Performance Boosts and Updated Algorithms in NetworkX
Year of award: 2024
Grantholders
Prof Daniel Schult
Colgate University
Project summary
The focus of this proposal is to speed up and update the NetworkX (NX) community detection (CD) and subgraph-isomorphism (SI) algorithms. We will also create a roadmap for an improved visualization API within NX.
CD algorithms are used in single-cell analysis as well as omics group identification. CD can identify cell type from images, and group proteins or genes by function. Also called clustering algorithms, or graph partitioning, they appear in gene regulatory network analysis.
SI detection identifies network motifs which occur more or less often than expected. This helps identify network structures so are used in bioinformatics and general omics analysis, and medical image processing.
For CD, we will add functions implementing the Leiden approach and expand our Louvain CD algorithms to include several new approaches.

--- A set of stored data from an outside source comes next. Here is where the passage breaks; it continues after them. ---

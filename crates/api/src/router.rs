//! Shared application router builder.
//!
//! [`build_app_router`] is used by both the binary (`main.rs`) and the
//! integration tests (`tests/common/mod.rs`) so they run the same middleware
//! stack.

use std::time::Duration;

use axum::http::header::CONTENT_TYPE;
use axum::http::{HeaderName, Method, StatusCode};
use axum::Router;
use tower_http::catch_panic::CatchPanicLayer;
use tower_http::cors::CorsLayer;
use tower_http::request_id::{MakeRequestUuid, PropagateRequestIdLayer, SetRequestIdLayer};
use tower_http::timeout::TimeoutLayer;
use tower_http::trace::{DefaultMakeSpan, DefaultOnResponse, TraceLayer};
use tracing::Level;

use crate::config::ServerConfig;
use crate::middleware::auth::{USER_ID_HEADER, USER_ROLE_HEADER};
use crate::routes;
use crate::state::AppState;

/// Build the full application [`Router`] with all middleware layers.
///
/// The middleware stack is applied bottom-up:
///
/// 1. CORS
/// 2. Set request ID on incoming requests
/// 3. Structured request/response tracing
/// 4. Propagate request ID to response
/// 5. Request timeout
/// 6. Panic recovery (catch panics, return 500)
pub fn build_app_router(state: AppState, config: &ServerConfig) -> Router {
    let cors = build_cors_layer(config);
    let request_id_header = HeaderName::from_static("x-request-id");

    Router::new()
        // Health check at root level (not under /api/v1).
        .merge(routes::health::router())
        .nest("/api/v1", routes::api_routes())
        .layer(CatchPanicLayer::new())
        .layer(TimeoutLayer::with_status_code(
            StatusCode::REQUEST_TIMEOUT,
            Duration::from_secs(config.request_timeout_secs),
        ))
        .layer(PropagateRequestIdLayer::new(request_id_header.clone()))
        .layer(
            TraceLayer::new_for_http()
                .make_span_with(DefaultMakeSpan::new().level(Level::INFO))
                .on_response(DefaultOnResponse::new().level(Level::INFO)),
        )
        .layer(SetRequestIdLayer::new(request_id_header, MakeRequestUuid))
        .layer(cors)
        .with_state(state)
}

/// Build the CORS middleware layer from server configuration.
///
/// Panics at startup if any configured origin is invalid.
pub fn build_cors_layer(config: &ServerConfig) -> CorsLayer {
    let origins: Vec<_> = config
        .cors_origins
        .iter()
        .map(|o| {
            o.parse()
                .unwrap_or_else(|e| panic!("Invalid CORS origin '{o}': {e}"))
        })
        .collect();

    CorsLayer::new()
        .allow_origin(origins)
        .allow_methods([Method::GET, Method::POST])
        .allow_headers([
            CONTENT_TYPE,
            HeaderName::from_static(USER_ID_HEADER),
            HeaderName::from_static(USER_ROLE_HEADER),
        ])
        .allow_credentials(true)
        .max_age(Duration::from_secs(3600))
}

For SI, we will update both symmetry based (ISMAGS) and exhaustive search (VF-series) algorithms. We will complete our partial implementation of the symmetry based ISMAGS library toolset into NetworkX. We will implement VF3 and unify our interface across all VF algorithms.
Drawing is important to many users but we need discussion about how to improve that subpackage. So we'll create a roadmap for how to improve NX visualization tools.